C'est la répétition qui marque ce passage. On note la reprise anaphorique du syntagme « très loin » qui n'est pas sans créer une redondance. De surcroît, une répétition des sons /e/ et /a/ nous semble digne d'rtre mentionnée : « l'emportait » rime avec « avait » et « forçat » fait écho à « jeta ». Il y a aussi place à l'homéotéleute ou rime à l'intérieur d'un récit : « toile », voile » et « gamelle » riment ensemble. On a une première rime /e/ : emportait, avait /AA, puis une deuxième rime /a/ : forçat, jeta /BB. Il y a lieu de parler d'une rime plate (AA, BB).
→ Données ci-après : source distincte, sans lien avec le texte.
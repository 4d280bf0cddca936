use std::marker::PhantomData;

use crate::precision::Numeric;

/// Mutable view over an output tensor, shareable across group tasks.
///
/// Groups write disjoint tiles (guaranteed by the tile mapper), except under
/// split-K where several groups target the same tile and must go through
/// [`GlobalMut::accumulate`]. Non-overlapping plain stores and bit-CAS
/// accumulates are never mixed on the same element within one launch.
pub struct GlobalMut<'a, E: Numeric> {
    ptr: *mut E,
    len: usize,
    _lifetime: PhantomData<&'a mut [E]>,
}

// SAFETY: the mapper assigns disjoint element ranges to plain stores, and all
// overlapping writes use atomic accumulate. The pointer outlives the launch
// through the captured lifetime.
unsafe impl<E: Numeric> Send for GlobalMut<'_, E> {}
unsafe impl<E: Numeric> Sync for GlobalMut<'_, E> {}

impl<'a, E: Numeric> GlobalMut<'a, E> {
    pub fn new(data: &'a mut [E]) -> Self {
        Self {
            ptr: data.as_mut_ptr(),
            len: data.len(),
            _lifetime: PhantomData,
        }
    }

    pub fn len(&self) -> usize {
        self.len
    }

    pub fn is_empty(&self) -> bool {
        self.len == 0
    }

    /// Plain store. The caller owns `index` exclusively for this launch.
    pub fn store(&self, index: usize, value: E) {
        assert!(index < self.len, "store out of bounds: {index} >= {}", self.len);
        // SAFETY: bounds checked above; exclusivity per the type contract.
        unsafe { self.ptr.add(index).write(value) };
    }

    /// Atomic accumulate, used when several groups fold partial sums into the
    /// same output tile (split-K).
    pub fn accumulate(&self, index: usize, value: E) {
        assert!(
            index < self.len,
            "accumulate out of bounds: {index} >= {}",
            self.len
        );
        // SAFETY: bounds checked above; all overlapping accesses are atomic.
        unsafe { E::atomic_add(self.ptr.add(index), value) };
    }
}

#[cfg(test)]
mod tests {
    use super::*;
    use crate::grid::{GroupCount, GroupDim, launch_groups};

    #[test]
    fn disjoint_stores_from_parallel_groups() {
        let mut data = vec![0.0f32; 16];
        let view = GlobalMut::new(&mut data);
        launch_groups(GroupCount::new(16, 1, 1), GroupDim::new(1), |ctx| {
            view.store(ctx.linear_id() as usize, ctx.linear_id() as f32);
        });
        for (i, value) in data.iter().enumerate() {
            assert_eq!(*value, i as f32);
        }
    }

    #[test]
    fn overlapping_accumulates_sum_exactly() {
        let mut data = vec![0.0f32; 1];
        let view = GlobalMut::new(&mut data);
        launch_groups(GroupCount::new(64, 1, 1), GroupDim::new(1), |_| {
            view.accumulate(0, 1.0);
        });
        assert_eq!(data[0], 64.0);
    }

    #[test]
    #[should_panic(expected = "out of bounds")]
    fn store_past_end_panics() {
        let mut data = vec![0.0f32; 2];
        let view = GlobalMut::new(&mut data);
        view.store(2, 1.0);
    }
}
Les sons /e/ et /a/ par les sons aigus qu'ils provoquent visent peut-être à provoquer le lecteur et à attirer son attention

Au niveau sémantique la présence de la nature renforce la poéticité de l'extrait. Le soir est un moment propice à la méditation. Il favorise le déversement des sentiments que la tendance à la parataxe rend plus fluides. La focalisation interne permet de transcender les sensations de Florent et de rendre compte de son humeur maussade. La nature est ainsi en diapason avec la psychologie de ce dernier. C'est une nature complice qui joue le rôle d'une échappatoire, un refuge, souvent présente dans la poésie romantique. Cela renforce l'aspect poétique du passage et justifie, entre autres, la recherche du rythme et des sonorités qui atteste les tendances romantiques de Zola.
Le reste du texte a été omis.